Posted by on Jan 31, 2008 in Aging, CONSCIOUSNESS, Death & Dying | 1 comment

today, I went to a funeral.

they’re now called memorials, or celebrations of life, rites of passage.

there are some mile-markers in life, in the monumental history of man, that never change, despite the changes in terminology and ornamentation that we apply on the outside.

this was the father of a good friend, a gentle and handsome man. a man truly wearing visible sweetness of the soul in his everyday demeanor.

the church part was old and musty, as churches are. going thru the words, the motions, the ancient white robes and gold crosses that all needed ironing, cleaning, melting, re-cycling. the libations and cookies and water, and turn to page 587 in the withered hymn book that is more dead than death itself.

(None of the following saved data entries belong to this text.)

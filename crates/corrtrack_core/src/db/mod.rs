//! SQLite record store bootstrap and schema migration entry points.
//!
//! # Responsibility
//! - Open and configure SQLite connections for the tracker core.
//! - Apply schema migrations in deterministic order.
//!
//! # Invariants
//! - Migration version is tracked via `PRAGMA user_version`.
//! - Contacts and correspondence rows are never read or written before
//!   migrations succeed.

use std::error::Error;
use std::fmt::{Display, Formatter};
use std::path::PathBuf;

pub mod migrations;
mod open;

pub use open::{open_db, open_db_in_memory};

pub type DbResult<T> = Result<T, DbError>;

/// Store-level failure. Propagated unmodified to callers.
#[derive(Debug)]
pub enum DbError {
    Sqlite(rusqlite::Error),
    Io {
        path: PathBuf,
        source: std::io::Error,
    },
    UnsupportedSchemaVersion {
        db_version: u32,
        latest_supported: u32,
    },
}

impl Display for DbError {
    fn fmt(&self, f: &mut Formatter<'_>) -> std::fmt::Result {
        match self {
            Self::Sqlite(err) => write!(f, "{err}"),
            Self::Io { path, source } => {
                write!(f, "cannot prepare database directory `{}`: {source}", path.display())
            }
            Self::UnsupportedSchemaVersion {
                db_version,
                latest_supported,
            } => write!(
                f,
                "tracker database schema version {db_version} is newer than supported {latest_supported}"
            ),
        }
    }
}

impl Error for DbError {
    fn source(&self) -> Option<&(dyn Error + 'static)> {
        match self {
            Self::Sqlite(err) => Some(err),
            Self::Io { source, .. } => Some(source),
            Self::UnsupportedSchemaVersion { .. } => None,
        }
    }
}

impl From<rusqlite::Error> for DbError {
    fn from(value: rusqlite::Error) -> Self {
        Self::Sqlite(value)
    }
}
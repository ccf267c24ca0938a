//! Core logging bootstrap and safety policy.
//!
//! # Responsibility
//! - Initialize file-based rolling logs exactly once per process.
//! - Emit stable, metadata-only diagnostic events from core.
//!
//! # Invariants
//! - Logging init is idempotent for the same level and directory.
//! - Re-initialization with a different level or directory is rejected.
//! - Logging initialization must not panic.
//! - Names, emails, subjects and bodies never appear in log events; only ids,
//!   counts and status codes do.

use flexi_logger::{Cleanup, Criterion, FileSpec, Logger, LoggerHandle, Naming, WriteMode};
use log::{error, info};
use once_cell::sync::OnceCell;
use std::error::Error;
use std::fmt::{Display, Formatter};
use std::path::{Path, PathBuf};

const LOG_FILE_BASENAME: &str = "corrtrack";
const MAX_LOG_FILE_SIZE_BYTES: u64 = 5 * 1024 * 1024;
const MAX_LOG_FILES: usize = 3;
const MAX_PANIC_PAYLOAD_CHARS: usize = 160;

static LOGGING_STATE: OnceCell<LoggingState> = OnceCell::new();
static PANIC_HOOK_INSTALLED: OnceCell<()> = OnceCell::new();

struct LoggingState {
    level: &'static str,
    log_dir: PathBuf,
    _logger: LoggerHandle,
}

/// Logging bootstrap failure.
#[derive(Debug)]
pub enum LoggingError {
    UnsupportedLevel(String),
    InvalidLogDir(String),
    CreateDir {
        path: PathBuf,
        source: std::io::Error,
    },
    Backend(String),
    /// Logging is already active with a different configuration.
    Conflict {
        active: String,
        requested: String,
    },
}

impl Display for LoggingError {
    fn fmt(&self, f: &mut Formatter<'_>) -> std::fmt::Result {
        match self {
            Self::UnsupportedLevel(level) => write!(
                f,
                "unsupported log level `{level}`; expected trace|debug|info|warn|error"
            ),
            Self::InvalidLogDir(message) => write!(f, "{message}"),
            Self::CreateDir { path, source } => write!(
                f,
                "failed to create log directory `{}`: {source}",
                path.display()
            ),
            Self::Backend(message) => write!(f, "failed to start logger: {message}"),
            Self::Conflict { active, requested } => write!(
                f,
                "logging already initialized with `{active}`; refusing to switch to `{requested}`"
            ),
        }
    }
}

impl Error for LoggingError {
    fn source(&self) -> Option<&(dyn Error + 'static)> {
        match self {
            Self::CreateDir { source, .. } => Some(source),
            _ => None,
        }
    }
}

/// Initializes core logging with level and directory.
///
/// # Errors
/// - `UnsupportedLevel` for an unknown level name.
/// - `InvalidLogDir` when `log_dir` is empty or relative.
/// - `CreateDir` / `Backend` when the file backend cannot start.
/// - `Conflict` when already initialized with another level or directory.
pub fn init_logging(level: &str, log_dir: impl AsRef<Path>) -> Result<(), LoggingError> {
    let level = normalize_level(level)?;
    let log_dir = normalize_log_dir(log_dir.as_ref())?;

    let state = LOGGING_STATE.get_or_try_init(|| start_backend(level, &log_dir))?;
    ensure_same_config(state, level, &log_dir)
}

/// Returns `(level, log_dir)` when logging is active.
pub fn logging_status() -> Option<(&'static str, PathBuf)> {
    LOGGING_STATE
        .get()
        .map(|state| (state.level, state.log_dir.clone()))
}

/// Returns the default log level for current build mode.
pub fn default_log_level() -> &'static str {
    if cfg!(debug_assertions) {
        "debug"
    } else {
        "info"
    }
}

fn start_backend(level: &'static str, log_dir: &Path) -> Result<LoggingState, LoggingError> {
    std::fs::create_dir_all(log_dir).map_err(|source| LoggingError::CreateDir {
        path: log_dir.to_path_buf(),
        source,
    })?;

    let logger = Logger::try_with_str(level)
        .map_err(|err| LoggingError::Backend(err.to_string()))?
        .log_to_file(
            FileSpec::default()
                .directory(log_dir)
                .basename(LOG_FILE_BASENAME),
        )
        .rotate(
            Criterion::Size(MAX_LOG_FILE_SIZE_BYTES),
            Naming::Numbers,
            Cleanup::KeepLogFiles(MAX_LOG_FILES),
        )
        .write_mode(WriteMode::BufferAndFlush)
        .append()
        .format_for_files(flexi_logger::detailed_format)
        .start()
        .map_err(|err| LoggingError::Backend(err.to_string()))?;

    install_panic_hook_once();

    info!(
        "event=app_start module=core status=ok platform={} version={}",
        std::env::consts::OS,
        env!("CARGO_PKG_VERSION")
    );
    info!(
        "event=core_init module=core status=ok level={level} log_dir={}",
        log_dir.display()
    );

    Ok(LoggingState {
        level,
        log_dir: log_dir.to_path_buf(),
        _logger: logger,
    })
}

fn ensure_same_config(
    state: &LoggingState,
    level: &'static str,
    log_dir: &Path,
) -> Result<(), LoggingError> {
    if state.log_dir != log_dir {
        return Err(LoggingError::Conflict {
            active: state.log_dir.display().to_string(),
            requested: log_dir.display().to_string(),
        });
    }
    if state.level != level {
        return Err(LoggingError::Conflict {
            active: state.level.to_string(),
            requested: level.to_string(),
        });
    }
    Ok(())
}

fn normalize_level(level: &str) -> Result<&'static str, LoggingError> {
    match level.trim().to_ascii_lowercase().as_str() {
        "trace" => Ok("trace"),
        "debug" => Ok("debug"),
        "info" => Ok("info"),
        "warn" | "warning" => Ok("warn"),
        "error" => Ok("error"),
        other => Err(LoggingError::UnsupportedLevel(other.to_string())),
    }
}

fn normalize_log_dir(log_dir: &Path) -> Result<PathBuf, LoggingError> {
    if log_dir.as_os_str().is_empty() {
        return Err(LoggingError::InvalidLogDir(
            "log_dir cannot be empty".to_string(),
        ));
    }
    if !log_dir.is_absolute() {
        return Err(LoggingError::InvalidLogDir(format!(
            "log_dir must be an absolute path, got `{}`",
            log_dir.display()
        )));
    }
    Ok(log_dir.to_path_buf())
}

fn install_panic_hook_once() {
    if PANIC_HOOK_INSTALLED.set(()).is_err() {
        return;
    }

    let previous_hook = std::panic::take_hook();
    std::panic::set_hook(Box::new(move |panic_info| {
        let location = panic_info
            .location()
            .map(|loc| format!("{}:{}", loc.file(), loc.line()))
            .unwrap_or_else(|| "unknown".to_string());
        let payload = panic_payload_summary(panic_info);
        error!("event=panic_captured module=core status=error location={location} payload={payload}");
        previous_hook(panic_info);
    }));
}

fn panic_payload_summary(info: &std::panic::PanicHookInfo<'_>) -> String {
    let payload = if let Some(message) = info.payload().downcast_ref::<&str>() {
        (*message).to_string()
    } else if let Some(message) = info.payload().downcast_ref::<String>() {
        message.clone()
    } else {
        "non-string panic payload".to_string()
    };

    // Payload may carry user text.
    sanitize_message(&payload, MAX_PANIC_PAYLOAD_CHARS)
}

fn sanitize_message(value: &str, max_chars: usize) -> String {
    let normalized = value.replace(['\n', '\r'], " ");
    let mut truncated = normalized.chars().take(max_chars).collect::<String>();
    if normalized.chars().count() > max_chars {
        truncated.push_str("...");
    }
    truncated
}

#[cfg(test)]
mod tests {
    use super::{
        init_logging, logging_status, normalize_level, normalize_log_dir, sanitize_message,
        LoggingError,
    };
    use std::path::Path;

    #[test]
    fn normalize_level_accepts_known_values() {
        assert_eq!(normalize_level("INFO").unwrap(), "info");
        assert_eq!(normalize_level(" warning ").unwrap(), "warn");
        assert!(matches!(
            normalize_level("loud"),
            Err(LoggingError::UnsupportedLevel(level)) if level == "loud"
        ));
    }

    #[test]
    fn normalize_log_dir_rejects_relative_and_empty_paths() {
        let error = normalize_log_dir(Path::new("logs/dev")).unwrap_err();
        assert!(error.to_string().contains("absolute"));
        assert!(normalize_log_dir(Path::new("")).is_err());
    }

    #[test]
    fn sanitize_message_removes_newlines_and_truncates() {
        let sanitized = sanitize_message("line1\nline2\rline3", 8);
        assert!(!sanitized.contains('\n'));
        assert!(!sanitized.contains('\r'));
        assert!(sanitized.ends_with("..."));
    }

    #[test]
    fn init_logging_is_idempotent_for_same_config_and_rejects_conflicts() {
        let log_dir = tempfile::tempdir().unwrap();
        let other_dir = tempfile::tempdir().unwrap();

        init_logging("info", log_dir.path()).unwrap();
        init_logging("INFO", log_dir.path()).unwrap();

        let level_error = init_logging("debug", log_dir.path()).unwrap_err();
        assert!(matches!(level_error, LoggingError::Conflict { .. }));

        let dir_error = init_logging("info", other_dir.path()).unwrap_err();
        assert!(dir_error.to_string().contains("refusing to switch"));

        let (active_level, active_dir) = logging_status().unwrap();
        assert_eq!(active_level, "info");
        assert_eq!(active_dir, log_dir.path());
    }
}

but the eulogies, the praise of the living for the soul of sweetness that humans long for, this was worth wading through the bulrushes. a small glimpse into the life of a man that came and went – a man who just happens to be a short distance ahead in the Line-up Of Life, the same Line-up that I stand in, and wait in, and wonder in, day after mysterious day.

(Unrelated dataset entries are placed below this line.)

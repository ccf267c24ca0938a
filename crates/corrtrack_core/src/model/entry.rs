//! Correspondence entry domain model.
//!
//! # Responsibility
//! - Define one logged message/interaction tied to a contact.
//! - Normalize tag labels and direction text.
//!
//! # Invariants
//! - `contact_id` resolves to a live contact (enforced by the store).
//! - `follow_up_date` has no ordering constraint against `timestamp`; a
//!   follow-up dated in the past is still a pending state, not an error.
//! - `tags` is a set: trimmed, lowercased, no empty labels.

use crate::model::contact::{non_blank, ContactId};
use crate::model::timestamp::Timestamp;
use crate::model::validation::ValidationError;
use serde::{Deserialize, Serialize};
use std::collections::BTreeSet;
use std::fmt::{Display, Formatter};
use std::str::FromStr;

/// Store-assigned correspondence identifier.
pub type EntryId = i64;

/// Response status assigned to new entries when none is supplied.
pub const DEFAULT_RESPONSE_STATUS: &str = "pending";

/// Which way a message travelled.
#[derive(Debug, Clone, Copy, PartialEq, Eq, Hash, Serialize, Deserialize)]
#[serde(rename_all = "snake_case")]
pub enum Direction {
    /// Sent by the user to the contact.
    Outgoing,
    /// Received by the user from the contact.
    Incoming,
}

impl Direction {
    /// Stable storage/wire spelling.
    pub fn as_str(self) -> &'static str {
        match self {
            Self::Outgoing => "outgoing",
            Self::Incoming => "incoming",
        }
    }
}

impl Display for Direction {
    fn fmt(&self, f: &mut Formatter<'_>) -> std::fmt::Result {
        f.write_str(self.as_str())
    }
}

impl FromStr for Direction {
    type Err = ValidationError;

    fn from_str(value: &str) -> Result<Self, Self::Err> {
        match value.trim().to_ascii_lowercase().as_str() {
            "outgoing" => Ok(Self::Outgoing),
            "incoming" => Ok(Self::Incoming),
            _ => Err(ValidationError::InvalidDirection(value.to_string())),
        }
    }
}

/// One logged message or interaction.
#[derive(Debug, Clone, PartialEq, Eq, Serialize, Deserialize)]
pub struct CorrespondenceEntry {
    pub id: EntryId,
    pub contact_id: ContactId,
    pub direction: Direction,
    /// When the correspondence happened (user supplied).
    pub timestamp: Timestamp,
    /// Email, letter, call, etc.
    pub medium: Option<String>,
    pub subject: Option<String>,
    pub body: Option<String>,
    pub tags: BTreeSet<String>,
    /// When present, the entry asks for a future action.
    pub follow_up_date: Option<Timestamp>,
    /// User-supplied sentiment label; the computed tone tally is separate.
    pub sentiment: Option<String>,
    pub related_topic: Option<String>,
    /// Free-text metadata; reminder status never reads it.
    pub response_status: String,
}

impl CorrespondenceEntry {
    /// Returns whether this entry carries a follow-up date.
    pub fn has_follow_up(&self) -> bool {
        self.follow_up_date.is_some()
    }

    /// Subject and body joined for keyword scanning.
    pub fn scan_text(&self) -> String {
        [self.subject.as_deref(), self.body.as_deref()]
            .into_iter()
            .flatten()
            .collect::<Vec<_>>()
            .join("\n")
    }
}

/// Typed creation input for an entry. The store assigns the id.
#[derive(Debug, Clone, PartialEq, Eq)]
pub struct NewEntry {
    pub contact_id: ContactId,
    pub direction: Direction,
    pub timestamp: Timestamp,
    pub medium: Option<String>,
    pub subject: Option<String>,
    pub body: Option<String>,
    pub tags: BTreeSet<String>,
    pub follow_up_date: Option<Timestamp>,
    pub sentiment: Option<String>,
    pub related_topic: Option<String>,
    pub response_status: String,
}

impl NewEntry {
    /// Creates input with required fields set and everything else empty.
    pub fn new(contact_id: ContactId, direction: Direction, timestamp: Timestamp) -> Self {
        Self {
            contact_id,
            direction,
            timestamp,
            medium: None,
            subject: None,
            body: None,
            tags: BTreeSet::new(),
            follow_up_date: None,
            sentiment: None,
            related_topic: None,
            response_status: DEFAULT_RESPONSE_STATUS.to_string(),
        }
    }

    /// Drops blank optional text and re-normalizes tags. Non-blank free
    /// text is kept exactly as supplied.
    pub fn normalized(self) -> Self {
        let response_status = non_blank(Some(self.response_status))
            .unwrap_or_else(|| DEFAULT_RESPONSE_STATUS.to_string());
        Self {
            medium: drop_blank(self.medium),
            subject: drop_blank(self.subject),
            body: drop_blank(self.body),
            tags: normalize_tags(self.tags),
            sentiment: drop_blank(self.sentiment),
            related_topic: drop_blank(self.related_topic),
            response_status,
            ..self
        }
    }

    /// Builds the persisted record once the store has assigned an id.
    pub fn into_entry(self, id: EntryId) -> CorrespondenceEntry {
        CorrespondenceEntry {
            id,
            contact_id: self.contact_id,
            direction: self.direction,
            timestamp: self.timestamp,
            medium: self.medium,
            subject: self.subject,
            body: self.body,
            tags: self.tags,
            follow_up_date: self.follow_up_date,
            sentiment: self.sentiment,
            related_topic: self.related_topic,
            response_status: self.response_status,
        }
    }
}

/// Inclusive time window used by entry listing.
#[derive(Debug, Clone, Copy, Default, PartialEq, Eq)]
pub struct DateRange {
    pub start: Option<Timestamp>,
    pub end: Option<Timestamp>,
}

impl DateRange {
    /// Creates a window, rejecting `start > end`.
    pub fn new(start: Option<Timestamp>, end: Option<Timestamp>) -> Result<Self, ValidationError> {
        if let (Some(start), Some(end)) = (start, end) {
            if start > end {
                return Err(ValidationError::InvertedDateRange);
            }
        }
        Ok(Self { start, end })
    }

    /// Returns whether `value` falls inside the window.
    pub fn contains(&self, value: &Timestamp) -> bool {
        self.start.map_or(true, |start| *value >= start)
            && self.end.map_or(true, |end| *value <= end)
    }
}

fn drop_blank(value: Option<String>) -> Option<String> {
    value.filter(|text| !text.trim().is_empty())
}

/// Normalizes one tag label. Blank labels yield `None`.
pub fn normalize_tag(tag: &str) -> Option<String> {
    let trimmed = tag.trim();
    if trimmed.is_empty() {
        None
    } else {
        Some(trimmed.to_lowercase())
    }
}

/// Normalizes and deduplicates tag labels.
pub fn normalize_tags<I, S>(tags: I) -> BTreeSet<String>
where
    I: IntoIterator<Item = S>,
    S: AsRef<str>,
{
    tags.into_iter()
        .filter_map(|tag| normalize_tag(tag.as_ref()))
        .collect()
}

it’s all about being human. we wear the robes of “this and that”. we arrive in different cars and eat different cookies and water different house-plants. but we all stood in that insane musty chapel, with the sun streaming in sideways, and we all realized that this was only a practice, practice, practice for the day when we are the lead actor. the dead actor. the producer in repose. the director on permanent Leave.

we don’t look at such things and talk about such things, because the coffee cups and cucumber sandwiches take precedence; the arranging of candles, the procession of strangers, the filing system with a house of cards, each in its approved, rightful, deadly-earnest position.

and we walk on.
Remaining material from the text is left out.